use tracing_subscriber::layer::SubscriberExt;
use tracing_subscriber::util::SubscriberInitExt;
use tracing_subscriber::{EnvFilter, fmt};

use super::TracingConfig;

pub const DEFAULT_FILTER: &str = "info,oratio=debug,tower_http=debug";

/// Installs the global subscriber. `RUST_LOG` wins over the configured filter.
pub fn init_tracing(config: &TracingConfig, port: u16) {
    let env_filter = EnvFilter::try_from_default_env()
        .or_else(|_| EnvFilter::try_new(&config.filter))
        .unwrap_or_else(|_| EnvFilter::new(DEFAULT_FILTER));

    let registry = tracing_subscriber::registry().with(env_filter);

    if config.json_format {
        registry
            .with(
                fmt::layer()
                    .json()
                    .with_current_span(true)
                    .with_target(true)
                    .with_line_number(true),
            )
            .init();
    } else {
        registry
            .with(fmt::layer().with_target(true).with_line_number(true))
            .init();
    }

    tracing::info!(
        port,
        environment = %config.environment,
        json_format = config.json_format,
        filter = %config.filter,
        "Tracing initialized"
    );
}
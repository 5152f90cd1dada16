mod temp_file_arena_test;
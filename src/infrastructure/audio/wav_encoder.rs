use std::io::Cursor;

use hound::{SampleFormat, WavSpec, WavWriter};

use crate::domain::PcmAudio;

/// Encodes mono PCM as a 16-bit WAV file in memory.
pub fn encode_wav_pcm16(pcm: &PcmAudio) -> Result<Vec<u8>, hound::Error> {
    let spec = WavSpec {
        channels: 1,
        sample_rate: pcm.sample_rate,
        bits_per_sample: 16,
        sample_format: SampleFormat::Int,
    };

    let mut cursor = Cursor::new(Vec::with_capacity(44 + pcm.samples.len() * 2));
    {
        let mut writer = WavWriter::new(&mut cursor, spec)?;
        for &sample in &pcm.samples {
            let quantized = (sample.clamp(-1.0, 1.0) * i16::MAX as f32) as i16;
            writer.write_sample(quantized)?;
        }
        writer.finalize()?;
    }

    Ok(cursor.into_inner())
}
use axum::Json;
use axum::extract::State;
use axum::extract::rejection::JsonRejection;
use serde::{Deserialize, Serialize};

use crate::application::services::ChatError;
use crate::domain::ChatMessage;
use crate::infrastructure::observability::preview_text;
use crate::presentation::state::AppState;

use super::error::ApiError;

#[derive(Deserialize)]
pub struct ChatRequest {
    #[serde(default)]
    pub messages: Vec<ChatMessage>,
}

#[derive(Serialize)]
pub struct ChatResponse {
    pub response: String,
}

pub async fn chat_handler(
    State(state): State<AppState>,
    body: Result<Json<ChatRequest>, JsonRejection>,
) -> Result<Json<ChatResponse>, ApiError> {
    let Json(body) = body.map_err(|e| ApiError::from_body_rejection(e.status(), e.body_text()))?;

    let response = state
        .chat_service
        .reply(&body.messages)
        .await
        .map_err(|e| match e {
            ChatError::NoMessages => ApiError::BadRequest(e.to_string()),
            ChatError::Completion(_) => ApiError::Internal(e.to_string()),
        })?;

    tracing::debug!(reply = %preview_text(&response), "Chat reply");

    Ok(Json(ChatResponse { response }))
}
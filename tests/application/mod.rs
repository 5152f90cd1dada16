mod feedback_composer_test;
mod scoring_service_test;
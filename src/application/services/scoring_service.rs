use std::fmt::Write as _;
use std::sync::Arc;

use crate::application::ports::{LlmClient, LlmClientError};
use crate::domain::ScoreResult;

use super::score_extractor::extract_score;

pub const DEFAULT_SYSTEM_PROMPT: &str = r#"You are an experienced English teacher grading a speaking test.

Reference answers with their scores may be provided. Use them as the main yardstick:
- If the candidate's answer is as good as or better than a reference scored X, give a score close to or above X.
- If it is weaker than every reference, give less than the lowest reference score.
- Adjust the score by the answer's quality relative to the references.

Criteria (0-10 scale):
- Content (40%): on topic, complete, logically organised
- Grammar (30%): correct sentence structure and tenses
- Vocabulary (20%): varied, precise, appropriate to context
- Pronunciation and fluency (10%): clear and natural, judged from the text

Reply with JSON only:
{"score": <0-10>, "feedback": "<detailed comments comparing the answer with the references>"}"#;

#[derive(Debug, Clone, PartialEq)]
pub struct SampleAnswer {
    pub content: String,
    pub score: Option<String>,
}

#[derive(Debug, Clone, PartialEq)]
pub struct ScoreRequest {
    pub question: String,
    pub transcript: String,
    pub system_prompt: Option<String>,
    pub sample_answers: Vec<SampleAnswer>,
}

/// Grades a transcribed answer with a chat model and normalizes the verdict.
pub struct ScoringService {
    llm_client: Arc<dyn LlmClient>,
}

impl ScoringService {
    pub fn new(llm_client: Arc<dyn LlmClient>) -> Self {
        Self { llm_client }
    }

    pub fn model_name(&self) -> &str {
        self.llm_client.model_name()
    }

    #[tracing::instrument(skip_all, fields(samples = request.sample_answers.len()))]
    pub async fn score(&self, request: &ScoreRequest) -> Result<ScoreResult, ScoringError> {
        if request.transcript.trim().is_empty() {
            return Err(ScoringError::MissingTranscript);
        }

        let system_prompt = request
            .system_prompt
            .as_deref()
            .map(str::trim)
            .filter(|p| !p.is_empty())
            .unwrap_or(DEFAULT_SYSTEM_PROMPT);
        let user_message = build_user_message(request);

        let completion = self
            .llm_client
            .complete(system_prompt, &user_message)
            .await
            .map_err(ScoringError::Completion)?;

        let result = extract_score(&completion);

        tracing::info!(score = %result.score, "Answer scored");

        Ok(result)
    }
}

fn build_user_message(request: &ScoreRequest) -> String {
    let mut message = format!("Question: {}\n", request.question);

    if !request.sample_answers.is_empty() {
        message.push_str("\nReference answers:\n");
        for (i, sample) in request.sample_answers.iter().enumerate() {
            let score = sample.score.as_deref().unwrap_or("N/A");
            let _ = writeln!(message, "{}. {} (reference score: {})", i + 1, sample.content, score);
        }
    }

    let _ = write!(
        message,
        "\nCandidate's answer: {}\n\nScore the answer and give detailed feedback in the JSON format above.",
        request.transcript
    );

    message
}

#[derive(Debug, thiserror::Error)]
pub enum ScoringError {
    #[error("No transcribedText provided")]
    MissingTranscript,
    #[error("completion: {0}")]
    Completion(LlmClientError),
}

────────────────────────────────────────

● WHAT THIS TASK INVOLVES: Each line of the listing must be transcribed precisely as it appears.

● THE ANSWER:
use tracing_subscriber::layer::SubscriberExt;
use tracing_subscriber::util::SubscriberInitExt;
use tracing_subscriber::{EnvFilter, fmt};

use super::TracingConfig;

pub const DEFAULT_FILTER: &str = "info,oratio=debug,tower_http=debug";

/// Installs the global subscriber. `RUST_LOG` wins over the configured filter.
pub fn init_tracing(config: &TracingConfig, port: u16) {
    let env_filter = EnvFilter::try_from_default_env()
        .or_else(|_| EnvFilter::try_new(&config.filter))
        .unwrap_or_else(|_| EnvFilter::new(DEFAULT_FILTER));

    let registry = tracing_subscriber::registry().with(env_filter);

    if config.json_format {
        registry
            .with(
                fmt::layer()
                    .json()
                    .with_current_span(true)
                    .with_target(true)
                    .with_line_number(true),
            )
            .init();
    } else {
        registry
            .with(fmt::layer().with_target(true).with_line_number(true))
            .init();
    }

    tracing::info!(
        port,
        environment = %config.environment,
        json_format = config.json_format,
        filter = %config.filter,
        "Tracing initialized"
    );
}
repository 5152f90cd1dada16
mod temp_file_arena_test;
filename src/infrastructure/audio/wav_encoder.rs
use std::io::Cursor;

use hound::{SampleFormat, WavSpec, WavWriter};

use crate::domain::PcmAudio;

/// Encodes mono PCM as a 16-bit WAV file in memory.
pub fn encode_wav_pcm16(pcm: &PcmAudio) -> Result<Vec<u8>, hound::Error> {
    let spec = WavSpec {
        channels: 1,
        sample_rate: pcm.sample_rate,
        bits_per_sample: 16,
        sample_format: SampleFormat::Int,
    };

    let mut cursor = Cursor::new(Vec::with_capacity(44 + pcm.samples.len() * 2));
    {
        let mut writer = WavWriter::new(&mut cursor, spec)?;
        for &sample in &pcm.samples {
            let quantized = (sample.clamp(-1.0, 1.0) * i16::MAX as f32) as i16;
            writer.write_sample(quantized)?;
        }
        writer.finalize()?;
    }

    Ok(cursor.into_inner())
}
use axum::Json;
use axum::extract::State;
use axum::extract::rejection::JsonRejection;
use serde::{Deserialize, Serialize};

use crate::application::services::ChatError;
use crate::domain::ChatMessage;
use crate::infrastructure::observability::preview_text;
use crate::presentation::state::AppState;

use super::error::ApiError;

#[derive(Deserialize)]
pub struct ChatRequest {
    #[serde(default)]
    pub messages: Vec<ChatMessage>,
}

#[derive(Serialize)]
pub struct ChatResponse {
    pub response: String,
}

pub async fn chat_handler(
    State(state): State<AppState>,
    body: Result<Json<ChatRequest>, JsonRejection>,
) -> Result<Json<ChatResponse>, ApiError> {
    let Json(body) = body.map_err(|e| ApiError::from_body_rejection(e.status(), e.body_text()))?;

    let response = state
        .chat_service
        .reply(&body.messages)
        .await
        .map_err(|e| match e {
            ChatError::NoMessages => ApiError::BadRequest(e.to_string()),
            ChatError::Completion(_) => ApiError::Internal(e.to_string()),
        })?;

    tracing::debug!(reply = %preview_text(&response), "Chat reply");

    Ok(Json(ChatResponse { response }))
}
filename tests/application/mod.rs
repository 5152f90cd1dada16
mod feedback_composer_test;
mod scoring_service_test;
filename src/application/services/scoring_service.rs
use std::fmt::Write as _;
use std::sync::Arc;

use crate::application::ports::{LlmClient, LlmClientError};
use crate::domain::ScoreResult;

use super::score_extractor::extract_score;

pub const DEFAULT_SYSTEM_PROMPT: &str = r#"You are an experienced English teacher grading a speaking test.

Reference answers with their scores may be provided. Use them as the main yardstick:
- If the candidate's answer is as good as or better than a reference scored X, give a score close to or above X.
- If it is weaker than every reference, give less than the lowest reference score.
- Adjust the score by the answer's quality relative to the references.

Criteria (0-10 scale):
- Content (40%): on topic, complete, logically organised
- Grammar (30%): correct sentence structure and tenses
- Vocabulary (20%): varied, precise, appropriate to context
- Pronunciation and fluency (10%): clear and natural, judged from the text

Reply with JSON only:
{"score": <0-10>, "feedback": "<detailed comments comparing the answer with the references>"}"#;

#[derive(Debug, Clone, PartialEq)]
pub struct SampleAnswer {
    pub content: String,
    pub score: Option<String>,
}

#[derive(Debug, Clone, PartialEq)]
pub struct ScoreRequest {
    pub question: String,
    pub transcript: String,
    pub system_prompt: Option<String>,
    pub sample_answers: Vec<SampleAnswer>,
}

/// Grades a transcribed answer with a chat model and normalizes the verdict.
pub struct ScoringService {
    llm_client: Arc<dyn LlmClient>,
}

impl ScoringService {
    pub fn new(llm_client: Arc<dyn LlmClient>) -> Self {
        Self { llm_client }
    }

    pub fn model_name(&self) -> &str {
        self.llm_client.model_name()
    }

    #[tracing::instrument(skip_all, fields(samples = request.sample_answers.len()))]
    pub async fn score(&self, request: &ScoreRequest) -> Result<ScoreResult, ScoringError> {
        if request.transcript.trim().is_empty() {
            return Err(ScoringError::MissingTranscript);
        }

        let system_prompt = request
            .system_prompt
            .as_deref()
            .map(str::trim)
            .filter(|p| !p.is_empty())
            .unwrap_or(DEFAULT_SYSTEM_PROMPT);
        let user_message = build_user_message(request);

        let completion = self
            .llm_client
            .complete(system_prompt, &user_message)
            .await
            .map_err(ScoringError::Completion)?;

        let result = extract_score(&completion);

        tracing::info!(score = %result.score, "Answer scored");

        Ok(result)
    }
}

fn build_user_message(request: &ScoreRequest) -> String {
    let mut message = format!("Question: {}\n", request.question);

    if !request.sample_answers.is_empty() {
        message.push_str("\nReference answers:\n");
        for (i, sample) in request.sample_answers.iter().enumerate() {
            let score = sample.score.as_deref().unwrap_or("N/A");
            let _ = writeln!(message, "{}. {} (reference score: {})", i + 1, sample.content, score);
        }
    }

    let _ = write!(
        message,
        "\nCandidate's answer: {}\n\nScore the answer and give detailed feedback in the JSON format above.",
        request.transcript
    );

    message
}

#[derive(Debug, thiserror::Error)]
pub enum ScoringError {
    #[error("No transcribedText provided")]
    MissingTranscript,
    #[error("completion: {0}")]
    Completion(LlmClientError),
}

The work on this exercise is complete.